Un mapa, las manos, el amor, los pájaros
Katya Adaui
Margarita nos ofrenda su mapamundi particular. Miren esta pared, es transitoria, aquí he desplegado ciudades, las he marcado con chinches y conectado entre sí por hilos del color del atardecer. El delineado frágil, tembloroso, sostiene una forma tenaz: la de una casa.
Desplazamientos, mudanzas, instalaciones, cambios de planes, despedidas. La vida accidentada.
La ciudad en que no estás es la cartografía de la búsqueda, la afirmación del reencuentro como posibilidad deseada y tan temida. Un título que parece convocar de forma exclusiva a un otro ausente y que es una trampa: incluye también a la autora.
Una cartografía hecha de inviernos a la que vuelve tras sus propios pasos. Repasa, refunda.
A través de habitaciones ya conocidas pero como vistas por primera vez, avanza arrancando las sábanas de los sofás, enciende las luces, son cálidas, deja los ventanales abiertos por los que sale música, por los que ingresa un viento helado. También cierra las puertas y se va, otra vez sorprendida de su abandono.
La ciudad en que no estás, la ciudad en que no estoy.
Este mapa del afecto, dibujado y anotado por ella, aventurado por ella. Como en todo mapa de papel, las proporciones y las escalas son caprichosas, inexactas. Es parte del recorrido aceptar la desorientación.
Las manos son la parte del cuerpo que más tiempo vemos, dice Margarita. Una observación de premisa autocumplida. El tacto es el sentido que prevalece, el énfasis: sus personajes tocan, miman, consuelan, recortan. Se posan y crean en las antiguas texturas huellas nuevas. Son sus manos las que se hacen preguntas de vida o muerte, la sabiduría de la ternura.
Todo viaje hacia el amor es desencuentro.
Mapas pero también planos. El medio de transporte carece de relevancia; se cruzará, se gritarán nombres devueltos por un eco, se dará pelea. Recuento de la vastedad y de lo que estuvo a golpe de vista y se asimiló tarde. En cada ciudad, una ilusión, desnudez, un acostumbramiento que se trastoca, un descaro, memoria y silencio.
En los relatos, los pájaros caen del cielo o se estrellan contra las lunas. Sus plumas y restos quedan expuestos al pisoteo. No consiguen atravesar los cambios de atmósfera, pese a toda la potencia de su deseo. Las nubes son de vidrio. Estado de confusión. Como el recorrido de la autora por su mapa íntimo, la desorientación es estructural. ¿A qué asirse en el viento?

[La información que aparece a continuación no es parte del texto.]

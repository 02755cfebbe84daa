//! Content and profile supply
//!
//! Views never own their data; they ask a `CatalogProvider`. `StaticCatalog`
//! serves a JSON document held in memory, which is what the demo data and
//! the tests use. A networked provider implements the same trait.

use std::path::Path;

use log::debug;
use serde::{Deserialize, Serialize};

use crate::error::KitabuError;
use crate::page::{Book, BookId, BookSummary, Level};
use crate::profile::{Profile, Role};

/// Listing filter. Unset fields match everything.
#[derive(Clone, Debug, Default, PartialEq, Eq)]
pub struct BookFilter {
    /// Exact category.
    pub category: Option<String>,
    /// Exact age band.
    pub age_group: Option<String>,
    /// Exact level.
    pub level: Option<Level>,
}

impl BookFilter {
    /// Filter that matches every book.
    pub fn any() -> Self {
        Self::default()
    }

    /// Restrict to a category.
    pub fn with_category(mut self, category: impl Into<String>) -> Self {
        self.category = Some(category.into());
        self
    }

    /// Restrict to an age band.
    pub fn with_age_group(mut self, age_group: impl Into<String>) -> Self {
        self.age_group = Some(age_group.into());
        self
    }

    /// Restrict to a level.
    pub fn with_level(mut self, level: Level) -> Self {
        self.level = Some(level);
        self
    }

    /// Whether `book` passes every set criterion.
    pub fn matches(&self, book: &Book) -> bool {
        fn field_matches(want: &Option<String>, have: &Option<String>) -> bool {
            match want {
                None => true,
                Some(want) => have.as_deref() == Some(want.as_str()),
            }
        }
        field_matches(&self.category, &book.category)
            && field_matches(&self.age_group, &book.age_group)
            && self.level.map_or(true, |level| level == book.level)
    }
}

/// Source of books and profiles.
pub trait CatalogProvider {
    /// Books matching `filter`, in catalog order.
    fn books(&self, filter: &BookFilter) -> Result<Vec<BookSummary>, KitabuError>;

    /// Full book with its pages.
    fn book(&self, id: BookId) -> Result<Book, KitabuError>;

    /// Profile shown on the dashboard of `role`.
    fn profile(&self, role: Role) -> Result<Profile, KitabuError>;
}

/// In-memory catalog decoded from JSON.
#[derive(Clone, Debug, Default, PartialEq, Eq, Serialize, Deserialize)]
pub struct StaticCatalog {
    #[serde(default)]
    books: Vec<Book>,
    #[serde(default)]
    profiles: Vec<Profile>,
}

impl StaticCatalog {
    /// Build from parts.
    pub fn new(books: Vec<Book>, profiles: Vec<Profile>) -> Self {
        Self { books, profiles }
    }

    /// Decode `{"books": [...], "profiles": [...]}`.
    pub fn from_json(json: &str) -> Result<Self, KitabuError> {
        let catalog: Self = serde_json::from_str(json)?;
        debug!(
            "catalog loaded: {} books, {} profiles",
            catalog.books.len(),
            catalog.profiles.len()
        );
        Ok(catalog)
    }

    /// Read and decode a catalog file.
    pub fn from_path<P: AsRef<Path>>(path: P) -> Result<Self, KitabuError> {
        let json = std::fs::read_to_string(path)?;
        Self::from_json(&json)
    }
}

impl CatalogProvider for StaticCatalog {
    fn books(&self, filter: &BookFilter) -> Result<Vec<BookSummary>, KitabuError> {
        Ok(self
            .books
            .iter()
            .filter(|book| filter.matches(book))
            .map(Book::summary)
            .collect())
    }

    fn book(&self, id: BookId) -> Result<Book, KitabuError> {
        self.books
            .iter()
            .find(|book| book.id == id)
            .cloned()
            .ok_or(KitabuError::BookNotFound { id })
    }

    fn profile(&self, role: Role) -> Result<Profile, KitabuError> {
        self.profiles
            .iter()
            .find(|profile| profile.role() == role)
            .cloned()
            .ok_or_else(|| KitabuError::ProfileNotFound {
                role: role.as_str().to_string(),
            })
    }
}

En estas ciudades no hay souvenirs.
Margarita no acumula cosas repetidas e incombinables que se exhiben al olvido, a la culpa o al arrepentimiento. Su acumulación recoge técnicas de coleccionista. Curiosidad de infancia, obsesiones sensibles. El tiempo. El tiempo. El tiempo.
La condición para un catálogo vivo, nos dice, es dejarlo incompleto y merodeante.
Para María Luisa Ugarte, que me enseñó a mirar,
para Pilar Saona, que me enseñó a leer
y para Ana y Lucía, mis otros corazones.
Lo que hago
Esto es lo que hago: pequeños artefactos de palabras para llenar el breve espacio en que no estás.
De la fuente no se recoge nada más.